To convict defendant of insurance fraud on the theft claim, there must be proof of a false statement of material fact that affected Progressive's liability to provide coverage for or pay that claim.   There was no such proof in this case.   Progressive was not liable for the theft claim because the Tahoe was not stolen.   Thus, defendant did not commit insurance fraud with respect to the theft claim.   Accordingly, the trial judge should have tailored the insurance fraud charge to instruct the jury that its determination was limited to the fire damage claim and that in order to convict defendant of insurance fraud, the jury must first find him guilty of arson or theft by deception.
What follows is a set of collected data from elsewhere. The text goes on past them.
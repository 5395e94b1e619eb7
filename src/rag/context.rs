//! Context assembly from retrieved chunks

use crate::vector_store::ScoredChunk;

/// Separator between chunks in the prompt context
pub const CHUNK_SEPARATOR: &str = "\n\n";

/// Assembler for creating context from search results
#[derive(Debug, Clone, Copy, Default)]
pub struct ContextAssembler;

impl ContextAssembler {
    /// Create a new context assembler
    #[must_use]
    pub const fn new() -> Self {
        Self
    }

    /// Join every retrieved chunk's text with a blank line, best match first
    ///
    /// Nothing is dropped: the sources reported for an answer are exactly the
    /// chunks the model was shown.
    #[must_use]
    pub fn assemble(&self, results: &[ScoredChunk]) -> String {
        results
            .iter()
            .map(|result| result.text.as_str())
            .collect::<Vec<_>>()
            .join(CHUNK_SEPARATOR)
    }
}
//! API server handlers

use crate::api::serve_api;
use crate::AppConfig;
use crate::Result;

pub async fn handle_serve_api(
    config: &AppConfig,
    host: Option<String>,
    port: Option<u16>,
    no_cors: bool,
) -> Result<()> {
    // CLI arguments take priority over config
    let mut config = config.clone();
    if let Some(host) = host {
        config.server.host = host;
    }
    if let Some(port) = port {
        config.server.port = port;
    }
    if no_cors {
        config.server.enable_cors = false;
    }

    println!("🚀 Starting DocRAG API Server");
    println!("============================\n");
    println!("📍 Host: {}", config.server.host);
    println!("🔌 Port: {}", config.server.port);
    println!(
        "🌐 CORS: {}",
        if config.server.enable_cors {
            "Enabled"
        } else {
            "Disabled"
        }
    );
    println!("🗂️  Index: {}", config.index_path());
    println!();

    serve_api(&config).await
}
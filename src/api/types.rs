//! API request and response types

use serde::Deserialize;
use serde::Serialize;

use crate::rag::IngestReport;
use crate::rag::RagResponse;

/// Error body returned with every non-2xx response
#[derive(Debug, Serialize, Deserialize)]
pub struct ErrorResponse {
    pub error: String,
}

/// Health check response
#[derive(Debug, Serialize, Deserialize)]
pub struct HealthResponse {
    pub status: String,
    pub version: String,
    pub indexed_chunks: usize,
}

/// Result of `POST /process_pdf`
#[derive(Debug, Serialize, Deserialize)]
pub struct ProcessPdfResponse {
    pub message: String,
    pub files: usize,
    pub chunks: usize,
}

impl From<IngestReport> for ProcessPdfResponse {
    fn from(report: IngestReport) -> Self {
        Self {
            message: "PDF processing completed successfully.".to_string(),
            files: report.files,
            chunks: report.chunks,
        }
    }
}

/// Body of `POST /query`
#[derive(Debug, Default, Deserialize)]
pub struct QueryRequest {
    #[serde(default)]
    pub question: Option<String>,
}

/// A retrieved chunk, without its text
#[derive(Debug, Serialize, Deserialize)]
pub struct SourceResponse {
    pub source: String,
    pub chunk_index: usize,
    pub score: f32,
}

/// Result of `POST /query`
#[derive(Debug, Serialize, Deserialize)]
pub struct QueryResponse {
    pub question: String,
    pub response: String,
    pub sources: Vec<SourceResponse>,
}

impl From<RagResponse> for QueryResponse {
    fn from(rag: RagResponse) -> Self {
        Self {
            question: rag.question,
            response: rag.answer,
            sources: rag
                .sources
                .into_iter()
                .map(|s| SourceResponse {
                    source: s.source,
                    chunk_index: s.chunk_index,
                    score: s.score,
                })
                .collect(),
        }
    }
}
The failure to tailor the insurance fraud charge was not harmless error beyond a reasonable doubt.   The jury found defendant not guilty of arson and theft by deception, but guilty of insurance fraud.   Without a finding of guilt on either arson or theft by deception, however, defendant could not be convicted of insurance fraud because he made no false statement of material fact that affected Progressive's liability to provide coverage for or pay the fire damage claim.   As a result of the manifestly prejudicial error, defendant was wrongfully convicted of a crime he did not commit.

Reversed.

FOOTNOTES

1.  FN1. In order to respect the privacy of the women named herein, we use initials.
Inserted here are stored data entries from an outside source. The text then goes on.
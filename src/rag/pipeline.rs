//! Complete RAG pipeline: Extract -> Chunk -> Embed -> Index, then
//! Retrieve -> Prompt -> Generate

use std::path::PathBuf;
use std::sync::Arc;

use tokio::sync::Mutex;
use tokio::sync::RwLock;
use tracing::debug;
use tracing::info;
use tracing::warn;

use crate::config::AppConfig;
use crate::documents::split_documents;
use crate::documents::RecursiveTextSplitter;
use crate::documents::UploadedFile;
use crate::embeddings::EmbeddingService;
use crate::errors::DocRagError;
use crate::errors::Result;
use crate::llm::LlmService;
use crate::rag::prompts::build_prompt;
use crate::rag::ContextAssembler;
use crate::vector_store::ScoredChunk;
use crate::vector_store::VectorStore;

/// Complete RAG service
pub struct RagService {
    splitter: RecursiveTextSplitter,
    embedding_service: Arc<EmbeddingService>,
    llm_service: LlmService,
    context_assembler: ContextAssembler,
    index_path: PathBuf,
    top_k: usize,
    index: RwLock<Option<Arc<VectorStore>>>,
    ingest_lock: Mutex<()>,
}

impl RagService {
    /// Create a new RAG service, loading a previously saved index if present
    pub fn new(config: &AppConfig) -> Result<Self> {
        let embedding_service = Arc::new(EmbeddingService::new(config)?);
        let llm_service = LlmService::new(config)?;
        Ok(Self::from_services(config, embedding_service, llm_service))
    }

    /// Create from existing services
    #[must_use]
    pub fn from_services(
        config: &AppConfig,
        embedding_service: Arc<EmbeddingService>,
        llm_service: LlmService,
    ) -> Self {
        let index_path = PathBuf::from(config.index_path());

        let index = if VectorStore::exists(&index_path) {
            match VectorStore::load_local(&index_path) {
                Ok(store) => {
                    info!(
                        "Loaded existing vector index from {} ({} chunks)",
                        index_path.display(),
                        store.len()
                    );
                    Some(Arc::new(store))
                }
                Err(e) => {
                    warn!("Ignoring unreadable index at {}: {}", index_path.display(), e);
                    None
                }
            }
        } else {
            None
        };

        Self {
            splitter: RecursiveTextSplitter::from_config(&config.chunking),
            embedding_service,
            llm_service,
            context_assembler: ContextAssembler::default(),
            index_path,
            top_k: config.vector_store.top_k,
            index: RwLock::new(index),
            ingest_lock: Mutex::new(()),
        }
    }

    /// Build a fresh index from uploaded PDFs, replacing the current one
    ///
    /// The new index is saved to disk before it becomes visible to queries.
    pub async fn ingest(&self, files: Vec<UploadedFile>) -> Result<IngestReport> {
        if files.is_empty() {
            return Err(DocRagError::InvalidInput("No PDF files provided".to_string()));
        }

        // One rebuild at a time; queries keep using the old index meanwhile
        let _guard = self.ingest_lock.lock().await;

        let file_count = files.len();
        info!("Processing {} PDF file(s)", file_count);

        debug!("Step 1: Extracting text");
        let documents = crate::documents::extract_pdf_texts(files).await?;

        debug!("Step 2: Splitting into chunks");
        let chunks = split_documents(&self.splitter, &documents);
        if chunks.is_empty() {
            return Err(DocRagError::InvalidInput(
                "No extractable text found in the uploaded PDF files".to_string(),
            ));
        }
        let chunk_count = chunks.len();
        debug!("Split {} document(s) into {} chunks", documents.len(), chunk_count);

        debug!("Step 3: Embedding and indexing");
        let mut store = VectorStore::from_chunks(chunks, &self.embedding_service).await?;
        for document in &documents {
            store.record_document(&document.source, &document.content_hash);
        }
        let store = Arc::new(store);

        debug!("Step 4: Saving index");
        let to_save = Arc::clone(&store);
        let path = self.index_path.clone();
        tokio::task::spawn_blocking(move || to_save.save_local(path))
            .await
            .map_err(|e| DocRagError::Custom(format!("Index save task failed: {e}")))??;

        *self.index.write().await = Some(store);

        info!(
            "PDF processing completed: {} file(s), {} chunks",
            file_count, chunk_count
        );

        Ok(IngestReport {
            files: file_count,
            chunks: chunk_count,
            sources: documents.into_iter().map(|d| d.source).collect(),
        })
    }

    /// Answer a question from the indexed documents
    pub async fn query(&self, question: &str) -> Result<RagResponse> {
        let trimmed = question.trim();
        if trimmed.is_empty() {
            return Err(DocRagError::InvalidInput("Question is required".to_string()));
        }

        info!("Processing RAG query: {}", question);
        let store = self.current_index().await?;

        debug!("Step 1: Retrieving chunks");
        let query_vector = self.embedding_service.generate(question).await?;
        let sources = store.similarity_search(&query_vector, self.top_k)?;
        debug!("Retrieved {} chunks", sources.len());

        debug!("Step 2: Assembling context");
        let context = self.context_assembler.assemble(&sources);

        debug!("Step 3: Generating answer");
        let prompt = build_prompt(&context, question);
        let answer = self.llm_service.generate(&prompt).await?;

        info!("RAG query completed successfully");

        Ok(RagResponse {
            question: question.to_string(),
            answer,
            sources,
            context,
        })
    }

    /// Number of chunks in the active index
    pub async fn indexed_chunks(&self) -> usize {
        self.index.read().await.as_ref().map_or(0, |store| store.len())
    }

    /// The active index, read from disk on first use
    async fn current_index(&self) -> Result<Arc<VectorStore>> {
        if let Some(store) = self.index.read().await.as_ref() {
            return Ok(Arc::clone(store));
        }

        let mut slot = self.index.write().await;
        if let Some(store) = slot.as_ref() {
            return Ok(Arc::clone(store));
        }

        let path = self.index_path.clone();
        let store = tokio::task::spawn_blocking(move || VectorStore::load_local(path))
            .await
            .map_err(|e| DocRagError::Custom(format!("Index load task failed: {e}")))??;
        let store = Arc::new(store);
        *slot = Some(Arc::clone(&store));
        Ok(store)
    }

    pub fn index_path(&self) -> &std::path::Path {
        &self.index_path
    }
}

/// Outcome of an ingest run
#[derive(Debug, Clone)]
pub struct IngestReport {
    pub files: usize,
    pub chunks: usize,
    pub sources: Vec<String>,
}

/// RAG response
#[derive(Debug, Clone)]
pub struct RagResponse {
    pub question: String,
    pub answer: String,
    pub sources: Vec<ScoredChunk>,
    pub context: String,
}

impl RagResponse {
    /// Get a formatted string representation
    #[must_use]
    pub fn format(&self) -> String {
        let mut output = String::new();
        output.push_str(&format!("Question: {}\n\n", self.question));
        output.push_str(&format!("Answer:\n{}\n\n", self.answer));
        output.push_str(&format!("Sources ({} chunks):\n", self.sources.len()));

        for (idx, source) in self.sources.iter().enumerate() {
            output.push_str(&format!(
                "  {}. {} (chunk {}, score {:.2})\n",
                idx + 1,
                source.source,
                source.chunk_index,
                source.score
            ));
        }

        output
    }
}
2.  FN2. N.J.S.A. 2C:20–4 provides, in pertinent part, as follows:A person is guilty of theft if he purposely obtains property of another by deception.   A person deceives if he purposely:a.  Creates or reinforces a false impression, including false impressions as to law, value, intention or other state of mind, and including, but not limited to, a false impression that the person is soliciting or collecting funds for a charitable purpose;  but deception as to a person's intention to perform a promise shall not be inferred from the fact alone that he did not subsequently perform the promise[.]The State alleged that defendant committed theft by deception by creating or reinforcing a false impression by submitting a false claim for damage to the Tahoe.

3.  FN3. The crime is a third-degree offense, which may be elevated to a second-degree offense when a person “knowingly commits five or more acts of insurance fraud, ․ and if the aggregate value of property, services or other benefit wrongfully obtained or sought to be obtained is at least $1,000.”  N.J.S.A. 2C:21–4.6b.